WORK INSTRUCTION:
Once every line containing "complex" has been counted, report the total for the data and nothing else.

· · ·

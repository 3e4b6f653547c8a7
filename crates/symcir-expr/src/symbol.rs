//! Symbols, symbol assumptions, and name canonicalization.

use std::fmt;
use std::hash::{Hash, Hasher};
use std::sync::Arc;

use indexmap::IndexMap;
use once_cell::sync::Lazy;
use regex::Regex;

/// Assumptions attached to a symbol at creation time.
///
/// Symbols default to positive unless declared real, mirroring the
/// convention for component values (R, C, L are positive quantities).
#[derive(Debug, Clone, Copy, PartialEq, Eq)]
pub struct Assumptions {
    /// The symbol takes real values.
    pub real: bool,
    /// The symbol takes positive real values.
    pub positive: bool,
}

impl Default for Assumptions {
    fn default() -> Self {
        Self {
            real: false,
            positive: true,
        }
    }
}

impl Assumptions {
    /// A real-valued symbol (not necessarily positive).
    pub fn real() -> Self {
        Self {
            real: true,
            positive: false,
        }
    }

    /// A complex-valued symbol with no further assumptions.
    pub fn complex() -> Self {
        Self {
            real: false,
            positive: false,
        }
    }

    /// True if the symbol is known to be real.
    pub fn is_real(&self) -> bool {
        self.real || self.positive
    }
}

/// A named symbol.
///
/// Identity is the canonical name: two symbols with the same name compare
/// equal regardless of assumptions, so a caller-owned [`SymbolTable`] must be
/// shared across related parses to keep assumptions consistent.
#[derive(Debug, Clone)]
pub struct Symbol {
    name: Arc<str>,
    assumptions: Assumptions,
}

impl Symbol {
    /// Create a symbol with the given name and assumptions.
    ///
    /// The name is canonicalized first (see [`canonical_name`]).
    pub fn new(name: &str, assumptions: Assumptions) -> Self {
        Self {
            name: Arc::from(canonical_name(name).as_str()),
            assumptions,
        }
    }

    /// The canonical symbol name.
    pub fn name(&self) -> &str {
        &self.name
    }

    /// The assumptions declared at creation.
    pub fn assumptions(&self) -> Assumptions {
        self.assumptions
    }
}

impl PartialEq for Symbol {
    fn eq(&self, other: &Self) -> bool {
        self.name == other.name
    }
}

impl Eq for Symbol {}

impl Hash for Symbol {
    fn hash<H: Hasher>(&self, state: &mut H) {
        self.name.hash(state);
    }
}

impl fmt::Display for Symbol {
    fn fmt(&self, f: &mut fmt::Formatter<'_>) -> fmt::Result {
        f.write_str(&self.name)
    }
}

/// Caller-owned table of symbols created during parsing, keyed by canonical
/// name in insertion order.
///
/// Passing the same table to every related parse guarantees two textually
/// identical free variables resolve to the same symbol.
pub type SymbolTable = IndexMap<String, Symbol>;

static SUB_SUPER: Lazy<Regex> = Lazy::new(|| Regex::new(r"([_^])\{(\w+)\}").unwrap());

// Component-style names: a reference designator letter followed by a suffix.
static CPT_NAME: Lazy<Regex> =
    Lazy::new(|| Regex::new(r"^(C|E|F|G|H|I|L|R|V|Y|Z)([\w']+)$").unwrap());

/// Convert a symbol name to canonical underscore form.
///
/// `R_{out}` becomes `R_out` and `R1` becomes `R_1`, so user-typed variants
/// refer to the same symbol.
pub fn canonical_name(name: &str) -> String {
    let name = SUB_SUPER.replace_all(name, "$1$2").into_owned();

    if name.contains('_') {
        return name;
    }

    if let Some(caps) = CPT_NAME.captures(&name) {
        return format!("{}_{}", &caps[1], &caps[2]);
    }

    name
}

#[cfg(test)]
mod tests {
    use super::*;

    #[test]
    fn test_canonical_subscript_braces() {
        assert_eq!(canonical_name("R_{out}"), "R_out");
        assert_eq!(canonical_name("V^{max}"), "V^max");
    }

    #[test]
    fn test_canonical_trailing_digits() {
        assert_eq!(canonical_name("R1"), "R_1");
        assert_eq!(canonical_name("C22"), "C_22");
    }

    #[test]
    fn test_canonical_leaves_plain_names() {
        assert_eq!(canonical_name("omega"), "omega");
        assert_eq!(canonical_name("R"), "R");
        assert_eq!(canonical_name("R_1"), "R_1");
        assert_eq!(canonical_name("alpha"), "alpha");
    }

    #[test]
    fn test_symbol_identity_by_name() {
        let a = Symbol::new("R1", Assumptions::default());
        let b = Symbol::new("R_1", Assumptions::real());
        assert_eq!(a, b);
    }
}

· · ·

SOLUTION:
2